# Part II CST: SoC D/M: Quick exercises S3-S4 (examples sheet) Feb 2018 (rev a).

This sheet contains short exercises for quick revision. Please also look at past exam questions and/or try some of the longer exercises from the main sheet(s).

Unless otherwise stated, both here and in exam questions, you can answer using any mixture of RTL, SystemC or block or circuit diagrams. Syntax details are not important.

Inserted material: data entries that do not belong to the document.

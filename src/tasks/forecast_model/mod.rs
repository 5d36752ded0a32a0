//! Tasks of the `forecast_model` pipeline, in execution order.

mod evaluate_model;
mod feature_engineering;
mod prepare_data;
mod train_ml_model;

pub use evaluate_model::{EvaluateModel, Evaluation, FitMetrics};
pub use feature_engineering::{single_point_haversine, FeatureEngineering};
pub use prepare_data::PrepareData;
pub use train_ml_model::TrainMlModel;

Similarly, precise accuracy with C, C++ or any particular assembly language is not important.

# SP3Q: Design Partition

- SP3Q.1. Why would we typically put some circuitry on a small GaAs chip instead of our main SoC?
- SP3Q.2. Why is it important for the designer (aka architect) to be able to quickly perform 'what-if' design partition experiments and how much accuracy do they need to deliver? (Perhaps defer this to the ESL slide pack).
- SP3Q.3. What makes it a good idea to put CRC computation and error-correcting code computation into custom hardware?
- SP3Q.4. How come my mobile phone can compress video from its camera while running on battery whereas when I do it on my laptop the fan comes on and the battery goes flat quickly?
- SP3Q.5. When should I connect a CRC accelerator as a co-processor and when should it be out on the system bus somewhere?
- SP3Q.6. When would I use shared memory and when would I use a FIFO to pass data between two custom cores on my SoC? If the receiving processor is notified by interrupt, what circuit might generate the interrupt in each case?
- SP3Q.7. What is the difference in design style and fabrication process between a DRAM chip and a standard cell ASIC?
- SP3Q.8. Why is logic synthesis to standard cell so much easier than full-custom design?
- SP3Q.9. What functional blocks were 'hardened' in second generation FPGA's compared with the very early ones that only had flip-flops, LUTs and I/O blocks? (By hardended we mean implemented as a connectable, mask-programmed resource rather having to be implemented out of programmable logic). 1
- SP3Q.10. Why have FPGAs increasingly hardened more and more IP blocks? Give three mainstream example block types.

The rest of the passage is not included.